* [Required work]
Go through the entries below and tally each line holding the string "else". Return the number only.

Collected data:
----

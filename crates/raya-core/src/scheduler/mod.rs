//! Task Scheduler - Work-Stealing Concurrency
//!
//! This module implements the goroutine-style work-stealing task scheduler
//! for Raya's async/await concurrency model with Go-style asynchronous preemption.

mod deque;
mod preempt;
#[allow(clippy::module_inception)]
mod scheduler;
mod task;
mod worker;

pub use deque::WorkerDeque;
pub use preempt::{PreemptMonitor, DEFAULT_PREEMPT_THRESHOLD};
pub use scheduler::{Scheduler, SchedulerLimits, SchedulerStats};
pub use task::{ExceptionHandler, Task, TaskHandle, TaskId, TaskState};
pub use worker::Worker;
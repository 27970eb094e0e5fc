//! `raya lint` — Lint source files for style and correctness issues.

use std::path::PathBuf;

use crate::output::{resolve_color_choice, StyledOutput};
use raya_engine::linter::{LintConfig, LintDiagnostic, Linter, Severity};
use raya_engine::parser::checker::diagnostic::{Diagnostic, ErrorCode, SimpleFiles};

use super::files::collect_raya_files;

pub fn execute(
    files: Vec<String>,
    fix: bool,
    format: String,
    watch: bool,
) -> anyhow::Result<()> {
    let _ = watch; // TODO: watch mode

    // 1. Load lint config from raya.toml (if present)
    let config = load_lint_config();
    let linter = match config {
        Some(cfg) => Linter::with_config(cfg),
        None => Linter::new(),
    };

    // 2. Collect source files
    let source_files = collect_raya_files(&files)?;
    if source_files.is_empty() {
        eprintln!("No .raya files found.");
        std::process::exit(1);
    }

    // 3. Lint each file
    let mut total_errors = 0usize;
    let mut total_warnings = 0usize;
    let mut total_fixable = 0usize;
    let mut all_file_results: Vec<FileLintResult> = Vec::new();

    for path in &source_files {
        let source = match std::fs::read_to_string(path) {
            Ok(s) => s,
            Err(e) => {
                eprintln!("Error reading {}: {}", path.display(), e);
                total_errors += 1;
                continue;
            }
        };
        let path_str = path.display().to_string();

        let result = linter.lint_source(&source, &path_str);

        let errors = result
            .diagnostics
            .iter()
            .filter(|d| matches!(d.severity, Severity::Error))
            .count();
        let warnings = result
            .diagnostics
            .iter()
            .filter(|d| matches!(d.severity, Severity::Warn))
            .count();

        total_errors += errors;
        total_warnings += warnings;
        total_fixable += result.fixable_count;

        if !result.diagnostics.is_empty() {
            all_file_results.push(FileLintResult {
                path: path.clone(),
                source,
                diagnostics: result.diagnostics,
            });
        }
    }

    // 4. Output diagnostics
    match format.as_str() {
        "json" => emit_json(&all_file_results),
        _ => emit_pretty(&all_file_results),
    }

    // 5. Apply fixes
    let mut out = StyledOutput::new(resolve_color_choice(None));

    if fix && total_fixable > 0 {
        let (fixed_issues, fixed_files) = apply_fixes(&all_file_results)?;
        out.newline();
        out.success(&format!(
            "Fixed {} issue(s) in {} file(s).",
            fixed_issues, fixed_files
        ));
        out.newline();
    } else if total_fixable > 0 {
        out.newline();
        out.info(&format!(
            "{} issue(s) are auto-fixable. Run `raya lint --fix` to apply.",
            total_fixable
        ));
        out.newline();
    }

    // 6. Summary
    if format != "json" {
        print_summary(
            &mut out,
            source_files.len(),
            total_errors,
            total_warnings,
        );
    }

    // 7. Exit code
    if total_errors > 0 {
        std::process::exit(1);
    }
    Ok(())
}

struct FileLintResult {
    path: PathBuf,
    source: String,
    diagnostics: Vec<LintDiagnostic>,
}

// ── Pretty output (codespan bridge) ────────────────────────────────────────

fn emit_pretty(results: &[FileLintResult]) {
    for file_result in results {
        let mut files = SimpleFiles::new();
        let file_id = files.add(
            file_result.path.display().to_string(),
            file_result.source.clone(),
        );

        for lint_diag in &file_result.diagnostics {
            let mut diag = match lint_diag.severity {
                Severity::Error => Diagnostic::error(&lint_diag.message),
                Severity::Warn => Diagnostic::warning(&lint_diag.message),
                Severity::Off => continue,
            };

            diag = diag
                .with_code(ErrorCode(lint_diag.code))
                .with_primary_label(file_id, lint_diag.span, lint_diag.rule);

            if let Some(fix) = &lint_diag.fix {
                diag = diag.with_help(format!("replace with '{}'", fix.replacement));
            }

            for note in &lint_diag.notes {
                diag = diag.with_note(note);
            }

            let _ = diag.emit(&files);
        }
    }
}

// ── JSON output ────────────────────────────────────────────────────────────

fn emit_json(results: &[FileLintResult]) {
    print!("[");
    let mut first_file = true;
    for file_result in results {
        if !first_file {
            print!(",");
        }
        first_file = false;

        print!(
            r#"{{"file":"{}","diagnostics":["#,
            file_result.path.display()
        );

        let mut first_diag = true;
        for d in &file_result.diagnostics {
            if !first_diag {
                print!(",");
            }
            first_diag = false;

            let severity = match d.severity {
                Severity::Error => "error",
                Severity::Warn => "warn",
                Severity::Off => continue,
            };

            print!(
                r#"{{"code":"{}","rule":"{}","severity":"{}","message":"{}","span":{{"start":{},"end":{},"line":{},"column":{}}}"#,
                d.code,
                d.rule,
                severity,
                d.message.replace('"', "\\\""),
                d.span.start,
                d.span.end,
                d.span.line,
                d.span.column,
            );

            if let Some(fix) = &d.fix {
                print!(
                    r#","fix":{{"start":{},"end":{},"replacement":"{}"}}"#,
                    fix.span.start,
                    fix.span.end,
                    fix.replacement.replace('"', "\\\"")
                );
            }

            print!("}}");
        }

        print!("]}}");
    }
    println!("]");
}

// ── Auto-fix application ───────────────────────────────────────────────────

fn apply_fixes(results: &[FileLintResult]) -> anyhow::Result<(usize, usize)> {
    let mut total_fixed = 0usize;
    let mut files_fixed = 0usize;

    for file_result in results {
        let fixes: Vec<_> = file_result
            .diagnostics
            .iter()
            .filter_map(|d| d.fix.as_ref())
            .collect();

        if fixes.is_empty() {
            continue;
        }

        let mut source = file_result.source.clone();

        // Sort fixes by span start descending (apply from end to start
        // so earlier offsets aren't invalidated).
        let mut sorted_fixes = fixes.clone();
        sorted_fixes.sort_by(|a, b| b.span.start.cmp(&a.span.start));

        // Check for overlapping fixes and skip overlaps.
        let mut last_start = usize::MAX;
        let mut applied = 0;
        for fix in &sorted_fixes {
            let start = fix.span.start;
            let end = fix.span.end;

            // Skip if this fix overlaps with a previously applied one.
            if end > last_start {
                continue;
            }

            source.replace_range(start..end, &fix.replacement);
            last_start = start;
            applied += 1;
        }

        if applied > 0 {
            std::fs::write(&file_result.path, &source)?;
            total_fixed += applied;
            files_fixed += 1;
        }
    }

    Ok((total_fixed, files_fixed))
}

// ── Colored summary ────────────────────────────────────────────────────────

fn print_summary(out: &mut StyledOutput, file_count: usize, errors: usize, warnings: usize) {
    out.newline();
    if errors == 0 && warnings == 0 {
        out.plain(&format!(
            "Linted {} file{} — ",
            file_count,
            if file_count == 1 { "" } else { "s" }
        ));
        out.success("no issues found.");
        out.newline();
        return;
    }

    out.plain(&format!(
        "Linted {} file{}: ",
        file_count,
        if file_count == 1 { "" } else { "s" }
    ));
    if errors > 0 {
        out.error(&format!(
            "{} error{}",
            errors,
            if errors == 1 { "" } else { "s" }
        ));
    }
    if errors > 0 && warnings > 0 {
        out.plain(", ");
    }
    if warnings > 0 {
        out.warning(&format!(
            "{} warning{}",
            warnings,
            if warnings == 1 { "" } else { "s" }
        ));
    }
    out.plain(".");
    out.newline();
}

// ── Config loading ─────────────────────────────────────────────────────────

fn load_lint_config() -> Option<LintConfig> {
    let manifest_path = find_manifest()?;
    let manifest = raya_pm::PackageManifest::from_file(&manifest_path).ok()?;
    let lint_manifest = manifest.lint?;

    let mut config = LintConfig::new();
    for (rule_name, severity_str) in &lint_manifest.rules {
        let severity = match severity_str.as_str() {
            "off" => Severity::Off,
            "warn" | "warning" => Severity::Warn,
            "error" => Severity::Error,
            _ => continue,
        };
        config.set_severity(rule_name, severity);
    }
    Some(config)
}

/// Walk up from CWD to find `raya.toml`.
fn find_manifest() -> Option<PathBuf> {
    let mut dir = std::env::current_dir().ok()?;
    loop {
        let candidate = dir.join("raya.toml");
        if candidate.is_file() {
            return Some(candidate);
        }
        if !dir.pop() {
            return None;
        }
    }
}
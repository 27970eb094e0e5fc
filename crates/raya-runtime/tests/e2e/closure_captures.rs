//! Closure capture ordering tests
//!
//! These tests verify that captured variables maintain correct identity and ordering,
//! especially in patterns where method receivers and arguments are both captured.
//! The bug pattern: `async { obj.method(arg) }` inside a class method swaps captures.

use super::harness::*;

// ============================================================================
// Category 1: Basic Capture Sanity
// ============================================================================

#[test]
fn test_capture_single_variable() {
    expect_i32(
        "let x = 42;
         let f = (): number => x;
         return f();",
        42,
    );
}

#[test]
fn test_capture_two_variables_order() {
    // a - b ≠ b - a, so swapped captures produce wrong result
    expect_i32(
        "let a = 10;
         let b = 3;
         let f = (): number => a - b;
         return f();",
        7,
    );
}

#[test]
fn test_capture_two_variables_passed_to_function() {
    expect_i32(
        "function sub(x: number, y: number): number { return x - y; }
         let a = 10;
         let b = 3;
         let f = (): number => sub(a, b);
         return f();",
        7,
    );
}

// ============================================================================
// Category 2: Capture Ordering with Method Calls
// ============================================================================

#[test]
fn test_capture_method_call_on_captured_object() {
    expect_i32(
        "class Box {
             val: number;
             constructor(v: number) { this.val = v; }
             get(): number { return this.val; }
         }
         let b = new Box(42);
         let f = (): number => b.get();
         return f();",
        42,
    );
}

#[test]
fn test_capture_method_call_with_captured_arg() {
    // obj.add(val): if captures swap, result = 5 + 100 = 105 vs 100 + 5 = 105
    // Use asymmetric op: base * 10 + x to distinguish
    expect_i32(
        "class Processor {
             base: number;
             constructor(b: number) { this.base = b; }
             compute(x: number): number { return this.base * 10 + x; }
         }
         let obj = new Processor(7);
         let val = 3;
         let f = (): number => obj.compute(val);
         return f();",
        73,
    );
}

#[test]
fn test_capture_two_objects_method_call() {
    // Method on first object, method on second as arg
    expect_i32(
        "class Source {
             id: number;
             constructor(i: number) { this.id = i; }
             combine(other: number): number { return this.id * 10 + other; }
         }
         class Target {
             id: number;
             constructor(i: number) { this.id = i; }
             getId(): number { return this.id; }
         }
         let src = new Source(7);
         let tgt = new Target(3);
         let f = (): number => src.combine(tgt.getId());
         return f();",
        73,
    );
}

// ============================================================================
// Category 3: Captures Inside Class Methods
// ============================================================================

#[test]
fn test_method_arrow_captures_this() {
    expect_i32(
        "class Foo {
             val: number;
             constructor(v: number) { this.val = v; }
             getViaArrow(): number {
                 let f = (): number => this.val;
                 return f();
             }
         }
         let foo = new Foo(42);
         return foo.getViaArrow();",
        42,
    );
}

#[test]
fn test_method_arrow_captures_this_and_param() {
    // this.base * 10 + x: if this/x swap, totally different result
    expect_i32(
        "class Calc {
             base: number;
             constructor(b: number) { this.base = b; }
             compute(x: number): number {
                 let f = (): number => this.base * 10 + x;
                 return f();
             }
         }
         let c = new Calc(7);
         return c.compute(3);",
        73,
    );
}

#[test]
fn test_method_arrow_captures_local_copy_of_this() {
    // let self_ref = this; arrow captures self_ref (pipeThrough pattern)
    expect_i32(
        "class Holder {
             val: number;
             constructor(v: number) { this.val = v; }
             getViaCopy(): number {
                 let self_ref = this;
                 let f = (): number => self_ref.val;
                 return f();
             }
         }
         let h = new Holder(42);
         return h.getViaCopy();",
        42,
    );
}

#[test]
fn test_method_arrow_captures_self_and_local_method_call() {
    // Exact pipeThrough pattern (synchronous):
    // let w = this.worker; let v = p.getVal(); arrow calls w.process(v)
    expect_i32(
        "class Worker {
             id: number;
             constructor(i: number) { this.id = i; }
             process(x: number): number { return this.id * 10 + x; }
         }
         class Provider {
             val: number;
             constructor(v: number) { this.val = v; }
             getVal(): number { return this.val; }
         }
         class Coordinator {
             worker: Worker;
             constructor(w: Worker) { this.worker = w; }
             run(p: Provider): number {
                 let w = this.worker;
                 let v = p.getVal();
                 let f = (): number => w.process(v);
                 return f();
             }
         }
         let worker = new Worker(7);
         let provider = new Provider(3);
         let coord = new Coordinator(worker);
         return coord.run(provider);",
        73,
    );
}

// ============================================================================
// Category 4: Async Block Captures
// ============================================================================

#[test]
fn test_async_block_capture_single() {
    expect_i32_with_builtins(
        "let x = 42;
         let t = async {
             return x;
         };
         return await t;",
        42,
    );
}

#[test]
fn test_async_block_capture_two_variables() {
    expect_i32_with_builtins(
        "let a = 10;
         let b = 3;
         let t = async {
             return a - b;
         };
         return await t;",
        7,
    );
}

#[test]
fn test_async_block_capture_function_call() {
    expect_i32_with_builtins(
        "function sub(x: number, y: number): number { return x - y; }
         let a = 10;
         let b = 3;
         let t = async {
             return sub(a, b);
         };
         return await t;",
        7,
    );
}

#[test]
fn test_async_block_capture_method_call() {
    // Receiver and arg are both captured — ordering matters
    expect_i32_with_builtins(
        "class Processor {
             base: number;
             constructor(b: number) { this.base = b; }
             compute(x: number): number { return this.base * 10 + x; }
         }
         let obj = new Processor(7);
         let val = 3;
         let t = async {
             return obj.compute(val);
         };
         return await t;",
        73,
    );
}

// ============================================================================
// Category 5: Async Blocks Inside Class Methods (the bug pattern)
// ============================================================================

#[test]
fn test_async_block_in_method_captures_this() {
    expect_i32_with_builtins(
        "class Foo {
             val: number;
             constructor(v: number) { this.val = v; }
             asyncGet(): number {
                 let t = async {
                     return this.val;
                 };
                 return await t;
             }
         }
         let foo = new Foo(42);
         return foo.asyncGet();",
        42,
    );
}

#[test]
fn test_async_block_in_method_captures_self_copy() {
    expect_i32_with_builtins(
        "class Foo {
             val: number;
             constructor(v: number) { this.val = v; }
             asyncGet(): number {
                 let me = this;
                 let t = async {
                     return me.val;
                 };
                 return await t;
             }
         }
         let foo = new Foo(42);
         return foo.asyncGet();",
        42,
    );
}

#[test]
fn test_async_block_in_method_captures_self_and_param() {
    expect_i32_with_builtins(
        "class Calc {
             base: number;
             constructor(b: number) { this.base = b; }
             asyncCompute(x: number): number {
                 let me = this;
                 let t = async {
                     return me.base * 10 + x;
                 };
                 return await t;
             }
         }
         let c = new Calc(7);
         return c.asyncCompute(3);",
        73,
    );
}

#[test]
fn test_async_block_in_method_method_call_on_capture() {
    // EXACT pipeThrough pattern: method body creates locals from this/param,
    // async block calls method on captured local with other captured local as arg
    expect_i32_with_builtins(
        "class Worker {
             id: number;
             constructor(i: number) { this.id = i; }
             process(x: number): number { return this.id * 10 + x; }
         }
         class Provider {
             val: number;
             constructor(v: number) { this.val = v; }
             getVal(): number { return this.val; }
         }
         class Coordinator {
             worker: Worker;
             constructor(w: Worker) { this.worker = w; }
             asyncRun(p: Provider): number {
                 let w = this.worker;
                 let v = p.getVal();
                 let t = async {
                     return w.process(v);
                 };
                 return await t;
             }
         }
         let worker = new Worker(7);
         let provider = new Provider(3);
         let coord = new Coordinator(worker);
         return coord.asyncRun(provider);",
        73,
    );
}

// ============================================================================
// Category 6: Exact pipeThrough Reproduction (fire-and-forget + Channel)
// ============================================================================

#[test]
fn test_pipethrough_pattern_fire_and_forget() {
    // Fire-and-forget async block inside method, communicates via Channel
    expect_i32_with_builtins(
        "class Source {
             id: number;
             constructor(i: number) { this.id = i; }
             forward(ch: Channel<number>): void {
                 ch.send(this.id);
                 ch.close();
             }
         }
         class Pipe {
             src: Source;
             ch: Channel<number>;
             constructor(s: Source) {
                 this.src = s;
                 this.ch = new Channel<number>(1);
             }
             run(): number {
                 let s = this.src;
                 let c = this.ch;
                 async {
                     s.forward(c);
                 };
                 return this.ch.receive();
             }
         }
         let src = new Source(42);
         let pipe = new Pipe(src);
         return pipe.run();",
        42,
    );
}

#[test]
fn test_pipethrough_pattern_with_param_getter() {
    // Method param has a getter, result captured, used in async block
    expect_i32_with_builtins(
        "class Reader {
             val: number;
             constructor(v: number) { this.val = v; }
             forward(ch: Channel<number>): void {
                 ch.send(this.val);
                 ch.close();
             }
         }
         class Transform {
             outCh: Channel<number>;
             constructor() { this.outCh = new Channel<number>(1); }
             getOutput(): Channel<number> { return this.outCh; }
         }
         class Pipeline {
             reader: Reader;
             constructor(r: Reader) { this.reader = r; }
             pipe(transform: Transform): Channel<number> {
                 let src = this.reader;
                 let out = transform.getOutput();
                 async {
                     src.forward(out);
                 };
                 return transform.getOutput();
             }
         }
         let reader = new Reader(99);
         let transform = new Transform();
         let pipeline = new Pipeline(reader);
         let ch = pipeline.pipe(transform);
         return ch.receive();",
        99,
    );
}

----

* [Response to the exercise]
5